Beatitude
"And they came to the river..."
Pour qui d'autre que Polly-Jean...

      Ils sont venus par la rivière... Leurs pieds lentement enfoncés dans son eau claire. Pure. Translucide. Ils ont passé la rivière. Gris dans le ciel. Pluvieux, presque. Ils ont passé la rivière qui nous séparait du monde de l'autre côté.
      Ils sont venus dans notre village.
      Notre village, lui, était bien, là où il était. On y vivait sans trop y penser, c'est vrai, mais c'était ainsi depuis le commencement. Le commencement. Le Jour de l'Astronef Lejour où les pères des pères des pères de nos pères s'étaient posés en catastrophe, ici. Sur le premier bout de roche qui se présentait à eux. Et la chance avait fait que ce bout de roche était habitable et magnifique. Ils avaient dû s'organiser, peu à peu. Donner naissance à tous ces petits villages, égrenés un peu partout à la surface de notre planète.
      Et ce village-ci, le mien, le nôtre, s'étalait nonchalamment, s'adaptant aux contours de la rivière, à ses méandres et ses lignes claires. Quelques maisons ici et là, faites de matériaux divers, mélanges de haute technologie et de techniques du cru, rencontres incongrues entre le matériau planétaire et une esthétique d'outre-monde.
      Et puis, il y avait aussi ceux de l'autre côté de la rivière.
      De l'autre côté, il y avait les combats, la sauvagerie. Les Ressouverants. Et leurs étranges machines, pointées vers le ciel. En prise avec notre vraie histoire, comme ils disaient. A l'écoute de notre passé.
      C'est l'Ancien qui m'avait raconté cette histoire, à moi, et aux enfants du villages rassemblés lors d'une célébration du Jour de l'Astronef... Il y a longtemps, avait-il dit, bien longtemps, les membres de notre groupe s'étaient divisés. Certains avaient choisi de vivre, de se fondre dans ce monde, de s'apprivoiser à lui, en l'apprivoisant à nous.
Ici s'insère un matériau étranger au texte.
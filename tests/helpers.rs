//! Shared test utilities for emcomm-iso integration tests.
//!
//! A full build shells out to 7z, unsquashfs, mksquashfs, xorriso and
//! chroot. [`StubTools`] puts shell-script stand-ins for those on `PATH` that
//! produce just enough of an image for the pipeline to run, and log every
//! call so tests can assert on them.

#![allow(dead_code)]

use anyhow::Result;
use flate2::write::GzEncoder;
use flate2::Compression;
use std::cell::RefCell;
use std::collections::{BTreeSet, HashMap};
use std::ffi::OsString;
use std::fs;
use std::os::unix::fs::PermissionsExt;
use std::path::{Path, PathBuf};
use std::rc::Rc;
use tempfile::TempDir;

use emcomm_iso::chroot::{MountSpec, Mounter};
use emcomm_iso::config::{BuildConfig, CliOverrides};
use emcomm_iso::release::{ReleaseRecord, ReleaseSource, ResolvedRelease, TagRecord};

pub const BASE_IMAGE_URL: &str = "http://127.0.0.1:9/ubuntu-22.04.5-desktop-amd64.iso";
pub const BASE_IMAGE_NAME: &str = "ubuntu-22.04.5-desktop-amd64.iso";

/// Test environment rooted in a temporary project directory.
pub struct TestEnv {
    /// Temporary directory (kept alive for lifetime of TestEnv)
    pub _temp_dir: TempDir,
    /// Project directory (cache/, work/, output/, logs/ live here)
    pub base_dir: PathBuf,
}

impl TestEnv {
    pub fn new() -> Self {
        let temp_dir = TempDir::new().expect("Failed to create temp dir");
        let base_dir = temp_dir.path().join("project");
        fs::create_dir_all(&base_dir).expect("Failed to create project dir");
        Self {
            _temp_dir: temp_dir,
            base_dir,
        }
    }

    /// Configuration from explicit variables. The base image URL points at
    /// a closed port so nothing is ever fetched.
    pub fn config(&self, pairs: &[(&str, &str)], cli: &CliOverrides) -> BuildConfig {
        let mut vars: HashMap<String, String> = pairs
            .iter()
            .map(|(k, v)| (k.to_string(), v.to_string()))
            .collect();
        vars.entry("EMCOMM_BASE_IMAGE_URL".to_string())
            .or_insert_with(|| BASE_IMAGE_URL.to_string());
        BuildConfig::from_vars(&self.base_dir, &vars, cli).expect("Failed to build config")
    }

    /// Place a base image and a vendor payload in the cache so a build never
    /// touches the network.
    pub fn populate_cache(&self, config: &BuildConfig, release: &ResolvedRelease) {
        fs::create_dir_all(&config.cache_dir).expect("Failed to create cache dir");
        fs::write(config.cache_dir.join(BASE_IMAGE_NAME), b"base image")
            .expect("Failed to write base image");
        write_payload(
            &config.cache_dir.join(release.payload_filename()),
            &format!("emcomm-tools-{}", release.tag),
        );
    }
}

/// Gzipped tarball shaped like a GitHub source archive: one top directory
/// holding `install.sh` and the vendor's template tree.
pub fn write_payload(path: &Path, top: &str) {
    let file = fs::File::create(path).expect("Failed to create payload");
    let mut builder = tar::Builder::new(GzEncoder::new(file, Compression::default()));

    let mut add = |name: &str, body: &[u8], mode: u32| {
        let mut header = tar::Header::new_gnu();
        header.set_size(body.len() as u64);
        header.set_mode(mode);
        header.set_cksum();
        builder
            .append_data(&mut header, format!("{}/{}", top, name), body)
            .expect("Failed to append payload entry");
    };
    add("install.sh", b"#!/bin/bash\necho installing\n", 0o644);
    add(
        "conf/template.d/user/station.conf",
        b"CALLSIGN={{CALLSIGN}}\nGRID={{GRID}}\n",
        0o644,
    );

    builder
        .into_inner()
        .expect("Failed to finish tar")
        .finish()
        .expect("Failed to finish gzip");
}

// =============================================================================
// Release metadata
// =============================================================================

/// In-memory release metadata.
#[derive(Default)]
pub struct FixedSource {
    pub releases: Vec<ReleaseRecord>,
    pub tags: Vec<TagRecord>,
}

impl FixedSource {
    /// One published release `tag`.
    pub fn published(tag: &str) -> Self {
        Self {
            releases: vec![ReleaseRecord {
                tag_name: tag.to_string(),
                name: Some(format!("Release {}", tag)),
                published_at: Some("2025-01-10T00:00:00Z".to_string()),
                tarball_url: format!("http://127.0.0.1:9/tarball/{}", tag),
                draft: false,
                prerelease: false,
            }],
            tags: vec![TagRecord {
                name: tag.to_string(),
                tarball_url: format!("http://127.0.0.1:9/tarball/{}", tag),
            }],
        }
    }
}

impl ReleaseSource for FixedSource {
    fn latest_release(&self) -> Result<Option<ReleaseRecord>> {
        Ok(self.releases.first().cloned())
    }

    fn release_for_tag(&self, tag: &str) -> Result<Option<ReleaseRecord>> {
        Ok(self.releases.iter().find(|r| r.tag_name == tag).cloned())
    }

    fn tags(&self) -> Result<Vec<TagRecord>> {
        Ok(self.tags.clone())
    }
}

// =============================================================================
// Mounts
// =============================================================================

/// What a [`RecordingMounter`] saw.
#[derive(Debug, Default)]
pub struct MountLog {
    pub active: BTreeSet<PathBuf>,
    pub events: Vec<String>,
}

/// In-memory mount table shared between the test and the pipeline.
#[derive(Clone, Default)]
pub struct RecordingMounter {
    pub log: Rc<RefCell<MountLog>>,
}

impl Mounter for RecordingMounter {
    fn is_mounted(&self, target: &Path) -> Result<bool> {
        Ok(self.log.borrow().active.contains(target))
    }

    fn mount(&mut self, _spec: &MountSpec, target: &Path) -> Result<()> {
        let mut log = self.log.borrow_mut();
        log.active.insert(target.to_path_buf());
        log.events.push(format!("mount {}", target.display()));
        Ok(())
    }

    fn unmount(&mut self, target: &Path) -> Result<()> {
        let mut log = self.log.borrow_mut();
        log.active.remove(target);
        log.events.push(format!("umount {}", target.display()));
        Ok(())
    }
}

// =============================================================================
// Host tools
// =============================================================================

/// Stub host tools on `PATH`. The previous `PATH` comes back on drop.
pub struct StubTools {
    _dir: TempDir,
    pub bin: PathBuf,
    pub calls: PathBuf,
    saved_path: Option<OsString>,
}

impl StubTools {
    pub fn install() -> Self {
        let dir = TempDir::new().expect("Failed to create stub dir");
        let bin = dir.path().join("bin");
        fs::create_dir_all(&bin).expect("Failed to create stub bin dir");
        let calls = dir.path().join("calls.log");

        let log = format!("echo \"$(basename \"$0\") $*\" >> '{}'\n", calls.display());
        let stubs: [(&str, &str); 9] = [
            ("7z", SEVEN_Z),
            ("unsquashfs", UNSQUASHFS),
            ("mksquashfs", MKSQUASHFS),
            ("xorriso", XORRISO),
            ("chroot", "exit 0\n"),
            ("mount", "exit 0\n"),
            ("umount", "exit 0\n"),
            ("dconf", "exit 0\n"),
            ("openssl", OPENSSL),
        ];
        for (name, body) in stubs {
            let path = bin.join(name);
            fs::write(&path, format!("#!/bin/sh\n{}{}", log, body))
                .expect("Failed to write stub");
            fs::set_permissions(&path, fs::Permissions::from_mode(0o755))
                .expect("Failed to chmod stub");
        }

        let saved_path = std::env::var_os("PATH");
        let mut paths = vec![bin.clone()];
        if let Some(existing) = &saved_path {
            paths.extend(std::env::split_paths(existing));
        }
        let joined = std::env::join_paths(paths).expect("Failed to join PATH");
        std::env::set_var("PATH", joined);

        Self {
            _dir: dir,
            bin,
            calls,
            saved_path,
        }
    }

    /// Logged invocations, one per line: `<tool> <args>`.
    pub fn calls(&self) -> Vec<String> {
        fs::read_to_string(&self.calls)
            .unwrap_or_default()
            .lines()
            .map(str::to_string)
            .collect()
    }

    pub fn calls_to(&self, tool: &str) -> Vec<String> {
        let prefix = format!("{} ", tool);
        self.calls()
            .into_iter()
            .filter(|c| c.starts_with(&prefix))
            .collect()
    }
}

impl Drop for StubTools {
    fn drop(&mut self) {
        match &self.saved_path {
            Some(p) => std::env::set_var("PATH", p),
            None => std::env::remove_var("PATH"),
        }
    }
}

/// `7z x -y <image> -o<dir>`: a casper layout with a GRUB menu.
const SEVEN_Z: &str = r#"for a in "$@"; do
  case "$a" in -o*) out="${a#-o}" ;; esac
done
mkdir -p "$out/casper" "$out/boot/grub" "$out/.disk" "$out/[BOOT]"
printf 'hsqs' > "$out/casper/filesystem.squashfs"
printf 'Ubuntu 22.04.5 LTS "Jammy Jellyfish" - Release amd64\n' > "$out/.disk/info"
printf 'eltorito' > "$out/[BOOT]/1-Boot-NoEmul.img"
cat > "$out/boot/grub/grub.cfg" <<'EOF'
menuentry "Try or Install Ubuntu" {
	set gfxpayload=keep
	linux	/casper/vmlinuz  --- quiet splash
	initrd	/casper/initrd
}
EOF
"#;

/// `unsquashfs -d <dir> -f <image>`: a tiny root filesystem.
const UNSQUASHFS: &str = r#"dest="$2"
mkdir -p "$dest/etc" "$dest/usr/bin" "$dest/tmp"
printf '127.0.0.1 localhost\n127.0.1.1 ubuntu\n' > "$dest/etc/hosts"
printf 'ubuntu\n' > "$dest/etc/hostname"
printf 'root:x:0:\nsudo:x:27:\ndialout:x:20:\naudio:x:29:\n' > "$dest/etc/group"
"#;

/// `mksquashfs <rootfs> <image> ...`
const MKSQUASHFS: &str = r#"printf 'hsqs-rebuilt' > "$2"
"#;

/// `xorriso -indev <image> -report_el_torito as_mkisofs` prints boot
/// options; `xorriso -as mkisofs ... -o <out> ...` writes the image.
const XORRISO: &str = r#"if [ "$1" = "-indev" ]; then
  echo "-V 'Ubuntu 22.04.5 LTS amd64'"
  echo "--modification-date='2024091115381100'"
  echo "-c '/boot.catalog'"
  echo "-b '/boot/grub/i386-pc/eltorito.img'"
  echo "-no-emul-boot"
  exit 0
fi
prev=""
for a in "$@"; do
  if [ "$prev" = "-o" ]; then out="$a"; fi
  prev="$a"
done
printf 'ISO9660' > "$out"
"#;

/// `openssl passwd -6 -stdin`
const OPENSSL: &str = r#"read -r _plain
echo '$6$stubsalt$stubhash'
"#;

/// Assert that a file exists.
pub fn assert_file_exists(path: &Path) {
    assert!(path.exists(), "Expected file to exist: {}", path.display());
}

/// Assert that a file does not exist.
pub fn assert_file_not_exists(path: &Path) {
    assert!(!path.exists(), "Expected file to NOT exist: {}", path.display());
}

/// Assert that a file contains a specific string.
pub fn assert_file_contains(path: &Path, content: &str) {
    let file_content = fs::read_to_string(path)
        .unwrap_or_else(|_| panic!("Failed to read file: {}", path.display()));
    assert!(
        file_content.contains(content),
        "File {} does not contain '{}'\nActual content:\n{}",
        path.display(),
        content,
        file_content
    );
}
Mais d'autres, enfermés dans un passé, une mission, une histoire qu'ils n'écriraient jamais, paranoïa aidant, résolurent de résister à la Contamination, comme ils disaient. Au nom de je ne sais quel
principe, ils s'empêchèrent de vivre, ressassant encore et encore leur non-appartenance au monde d'ici.
      Mais nous, nous étions bien, ici. Et nous avions pu, à notre tour, faire évoluer notre mode de vie, nos habitudes, notre société elle-même. Notre village comptait maintenant plus de 300 âmes.
      Et ce fut le jour où ils vinrent par la rivière.
      Ils étaient venus, dans leur grand uniforme blanc, suivis par des Ressouverants soudain étrangement silencieux. Le regard perdu. Ailleurs. Un faible murmure les accompagnait, qui parlait de retour, de nos ancêtres, de feux dans le ciel.
      Quant à eux, ceux qui sont venus, ils avaient ouvert les mains, la paume dirigée vers le haut. L'Ancien, soudain hypnotique, avait fait de même. Sans un mot, il les avait fait entrer dans son habitation. Alentour, l'étrange stupéfaction.
      Lorsqu'ils en sortirent, deux heures plus tard, attendus par une foule impatiente, ils n'avaient rien dit. S'étaient dirigés vers notre rivière. Y avaient placé une perle argentée, pas plus grosse que la noix des palmiers qui poussent à l'ouest du village. Et ils étaient repartis. Suivi des Ressouverants.
      L'Ancien alors prit la parole. Il parla de nos origines. Il parla du choix fait par les pères des pères des pères de nos pères, choix de vivre plutôt que de s'abîmer dans le souvenir d'un temps inconnu. Il parla d'une planète, ailleurs, loin, très loin, qui avait attendue leur retour. Puis qui avait envoyé d'autres groupes, à travers le vide, pour les retrouver.
      Et l'un de ces groupes venait d'y parvenir.
      Puis il expliqua cette perle du ressouvenir. Le Devoir de chacun. Notre appartenance à un autre lieu, à un autre temps. Il dit alors que nous n'étions pas obligés de faire ce geste, mais que nous nous étions retrouvés, et qu'il fallait sceller ces retrouvailles.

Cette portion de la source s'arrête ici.